Given data:
*** Block opens ***
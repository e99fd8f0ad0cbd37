use std::collections::BTreeSet;
use std::sync::Arc;

use plantgraph::schema::RelationMapping;
use plantgraph::{
    manufacturing, summarize, ConsistencyChecker, GraphSink, MemorySink, Pipeline, PopulationConfig, PopulationError,
    Row, RowState, StructuralChecker, Value,
};
use proptest::prelude::*;

fn pipeline() -> Pipeline {
    Pipeline::new(
        Arc::new(manufacturing::schema().unwrap()),
        manufacturing::mapping(),
        PopulationConfig::default(),
    )
    .unwrap()
}

fn base_row(index: usize, line: &str) -> Row {
    Row::new(index)
        .with("PLANT", "P1")
        .with("PLANT_DESCRIPTION", "Planta Toluca")
        .with("PLANT_COUNTRY_DESCRIPTION", "Mexico")
        .with("GH_FOCUSFACTORY", "Beverage")
        .with("PHYSICAL_AREA", "Hall 2")
        .with("LINE_NAME", line)
        .with("SHIFT_NAME", "A")
        .with("SHIFT_START_DATE_LOC", "2024-03-01 06:00:00")
        .with("SHIFT_END_DATE_LOC", "2024-03-01 14:00:00")
        .with("MATERIAL_ID", "M-7")
        .with("MATERIAL_DESC", "Botella 600ml")
        .with("PRODUCTION_ORDER_ID", "PO-1")
}

/// Two lines, each with one line event and four equipment events.
fn plant_rows() -> Vec<Row> {
    let mut rows = Vec::new();
    for line in ["L1", "L2"] {
        rows.push(
            base_row(rows.len(), line)
                .with("EQUIPMENT_TYPE", "Line")
                .with("UTIL_STATE_DESCRIPTION", "Running")
                .with("START_TIME_UTC", "2024-03-01 08:00:00")
                .with("END_TIME_UTC", "2024-03-01 12:00:00")
                .with("GOOD_PRODUCTION_QTY", "1200"),
        );
        for (i, class) in ["Filler", "Cartoner", "CasePacker", "Palletizer"].into_iter().enumerate() {
            let minute = 10 * i;
            rows.push(
                base_row(rows.len(), line)
                    .with("EQUIPMENT_TYPE", "Equipment")
                    .with("EQUIPMENT_ID", &format!("{line}-{}", i + 1))
                    .with("EQUIPMENT_NAME", &format!("{line}_{class}"))
                    .with("UTIL_STATE_DESCRIPTION", "Unplanned Stop")
                    .with("UTIL_REASON_DESCRIPTION", "Jam")
                    .with("UTIL_ALT_LANGUAGE_REASON", "Atasco")
                    .with("START_TIME_UTC", &format!("2024-03-01 09:{minute:02}:00"))
                    .with("END_TIME_UTC", &format!("2024-03-01 09:{:02}:00", minute + 5))
                    .with("REJECT_PRODUCTION_QTY", "3"),
            );
        }
    }
    rows
}

#[test]
fn populate_plant_export() {
    let outcome = pipeline().populate(&plant_rows());
    let report = &outcome.report;
    let registry = &outcome.registry;

    assert_eq!(report.total_rows(), 10);
    assert_eq!(report.failed, 0);
    assert_eq!(report.partial, 0, "issues: {:?}", report.issues().collect::<Vec<_>>());
    assert_eq!(report.event_contexts.len(), 10);

    let counts = registry.count_by_type();
    assert_eq!(counts["Plant"], 1);
    assert_eq!(counts["ProductionLine"], 2);
    assert_eq!(counts["Equipment"], 8);
    assert_eq!(counts["EquipmentClass"], 4);
    assert_eq!(counts["EventRecord"], 10);
    assert_eq!(counts["Shift"], 1);

    let plant = registry.get(registry.lookup("Plant", "P1").unwrap()).unwrap();
    assert_eq!(
        plant.attribute("plantDescription"),
        Some(&Value::tagged("Planta Toluca", "es"))
    );

    let line = registry.lookup("ProductionLine", "L1").unwrap();
    assert_eq!(registry.relation_targets(line, "hasEquipmentPart").len(), 4);

    let verdict = StructuralChecker::new(registry.schema()).check(&registry.snapshot());
    assert!(verdict.is_consistent(), "{verdict:?}");
}

#[test]
fn row_order_does_not_change_the_graph() {
    let rows = plant_rows();
    let mut reversed = rows.clone();
    reversed.reverse();

    let pipeline = pipeline();
    let forward = pipeline.populate(&rows).registry.snapshot();
    let backward = pipeline.populate(&reversed).registry.snapshot();
    assert_eq!(forward, backward);
}

#[test]
fn repopulating_is_idempotent() {
    let pipeline = pipeline();
    let rows = plant_rows();
    let mut registry = pipeline.registry();

    pipeline.populate_into(&mut registry, &rows);
    let once = registry.snapshot();
    let again = pipeline.populate_into(&mut registry, &rows);
    assert_eq!(registry.snapshot(), once);
    assert_eq!(again.failed, 0);
}

#[test]
fn missing_plant_fails_only_that_row() {
    let mut rows = plant_rows();
    rows.push(
        Row::new(rows.len())
            .with("LINE_NAME", "L9")
            .with("EQUIPMENT_TYPE", "Line")
            .with("START_TIME_UTC", "2024-03-01 08:00:00"),
    );
    let outcome = pipeline().populate(&rows);
    let report = &outcome.report;

    assert_eq!(report.failed, 1);
    assert_eq!(report.rows.last().unwrap().state, RowState::Failed);
    let failures: Vec<_> = report.failures().collect();
    assert_eq!(failures.len(), 1);
    assert!(matches!(
        failures[0].1,
        PopulationError::MissingMandatoryContext { entity_type, .. } if entity_type == "Plant"
    ));
    assert!(outcome.registry.lookup("ProductionLine", "L9").is_none());
    assert_eq!(report.succeeded, 10);
}

#[test]
fn bad_cells_are_skipped_not_fatal() {
    let rows = vec![base_row(0, "L1")
        .with("EQUIPMENT_TYPE", "Equipment")
        .with("EQUIPMENT_ID", "L1-1")
        .with("EQUIPMENT_NAME", "L1_Filler")
        .with("START_TIME_UTC", "2024-03-01 09:00:00")
        .with("GOOD_PRODUCTION_QTY", "lots")
        .with("TOTAL_TIME_SECONDS", "n/a")];
    let outcome = pipeline().populate(&rows);
    let row = &outcome.report.rows[0];

    assert_eq!(row.state, RowState::FailedPartial);
    assert_eq!(row.issues.len(), 1);
    let event = outcome.registry.get(outcome.report.event_contexts[0].event).unwrap();
    assert_eq!(event.attribute("goodProductionQuantity"), Some(&Value::Integer(0)));
    assert_eq!(event.attribute("reportedDurationSeconds"), None);
}

#[test]
fn snapshot_reaches_sink_and_summary() {
    let outcome = pipeline().populate(&plant_rows());
    let mut sink = MemorySink::new();
    sink.write(&outcome.registry.snapshot()).unwrap();
    assert_eq!(sink.last().unwrap().instance_count(), outcome.registry.len());

    let summary = summarize(&outcome.registry);
    assert_eq!(summary.count("Equipment"), 8);
    assert!(summary.empty_types().next().is_none());
    assert!(summary.types["Equipment"]
        .unused_relations
        .contains(&"isImmediatelyUpstreamOf".to_string()));
}

#[test]
fn structural_pass_links_equipment_without_line_context() {
    let equipment = |index: usize, id: &str| {
        Row::new(index)
            .with("PLANT", "P1")
            .with("EQUIPMENT_TYPE", "Equipment")
            .with("EQUIPMENT_ID", id)
            .with("EQUIPMENT_NAME", "L1_Filler")
            .with("START_TIME_UTC", "2024-03-01 09:00:00")
    };
    let rows = vec![
        equipment(0, "L1-7"),
        equipment(1, "L2-3"),
        base_row(2, "L1")
            .with("EQUIPMENT_TYPE", "Line")
            .with("START_TIME_UTC", "2024-03-01 08:00:00"),
    ];
    let outcome = pipeline().populate(&rows);
    let structural = &outcome.report.structural;
    let registry = &outcome.registry;

    assert_eq!(structural.links.get("Equipment.isPartOfProductionLine"), Some(&1));
    assert_eq!(structural.unmatched, 1);
    assert!(structural.issues.is_empty());

    let line = registry.lookup("ProductionLine", "L1").unwrap();
    let placed = registry.lookup("Equipment", "L1-7").unwrap();
    let stray = registry.lookup("Equipment", "L2-3").unwrap();
    assert_eq!(registry.get(placed).unwrap().related("isPartOfProductionLine"), Some(line));
    assert!(registry.relation_targets(line, "hasEquipmentPart").contains(&placed));
    assert!(!registry.get(stray).unwrap().has_relation("isPartOfProductionLine"));
}

#[test]
fn column_relation_resolves_target_from_later_row() {
    let mapping = manufacturing::mapping().relation(
        "ProductionRequest",
        RelationMapping::column("usesMaterial", "Material", "MAT_REF"),
    );
    let pipeline = Pipeline::new(
        Arc::new(manufacturing::schema().unwrap()),
        mapping,
        PopulationConfig::default(),
    )
    .unwrap();
    let rows = vec![
        base_row(0, "L1")
            .with("MATERIAL_ID", "")
            .with("MAT_REF", "M-9")
            .with("EQUIPMENT_TYPE", "Line")
            .with("START_TIME_UTC", "2024-03-01 08:00:00"),
        base_row(1, "L1")
            .with("PRODUCTION_ORDER_ID", "")
            .with("MATERIAL_ID", "M-9")
            .with("EQUIPMENT_TYPE", "Line")
            .with("START_TIME_UTC", "2024-03-01 09:00:00"),
    ];
    let mut reversed = rows.clone();
    reversed.reverse();

    let forward = pipeline.populate(&rows);
    let backward = pipeline.populate(&reversed);
    for outcome in [&forward, &backward] {
        assert_eq!(outcome.report.failed, 0);
        assert_eq!(outcome.report.issues().count(), 0);
        let registry = &outcome.registry;
        let request = registry.lookup("ProductionRequest", "PO-1").unwrap();
        let material = registry.lookup("Material", "M-9").unwrap();
        assert_eq!(registry.relation_targets(request, "usesMaterial"), vec![material]);
    }
    assert_eq!(forward.registry.snapshot(), backward.registry.snapshot());
}

proptest! {
    #[test]
    fn one_instance_per_natural_key(
        cells in prop::collection::vec(("L[1-3]", "[A-D][0-9]", 0u32..24), 1..40)
    ) {
        let rows: Vec<Row> = cells
            .iter()
            .enumerate()
            .map(|(i, (line, equipment, hour))| {
                base_row(i, line)
                    .with("EQUIPMENT_TYPE", "Equipment")
                    .with("EQUIPMENT_ID", equipment)
                    .with("START_TIME_UTC", &format!("2024-03-01 {hour:02}:00:00"))
            })
            .collect();
        let outcome = pipeline().populate(&rows);

        let lines: BTreeSet<&str> = cells.iter().map(|(l, _, _)| l.as_str()).collect();
        let equipment: BTreeSet<&str> = cells.iter().map(|(_, e, _)| e.as_str()).collect();
        let events: BTreeSet<(&str, u32)> = cells.iter().map(|(_, e, h)| (e.as_str(), *h)).collect();
        let counts = outcome.registry.count_by_type();

        prop_assert_eq!(outcome.report.failed, 0);
        prop_assert_eq!(counts["ProductionLine"], lines.len());
        prop_assert_eq!(counts["Equipment"], equipment.len());
        prop_assert_eq!(counts["EventRecord"], events.len());

        let names: BTreeSet<&str> = outcome.registry.instances().map(|i| i.name()).collect();
        prop_assert_eq!(names.len(), outcome.registry.len());
    }
}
*** Block closes ***
Problem to work on: Provide the number of lines above containing "RowState" and nothing else.

Your solution: 3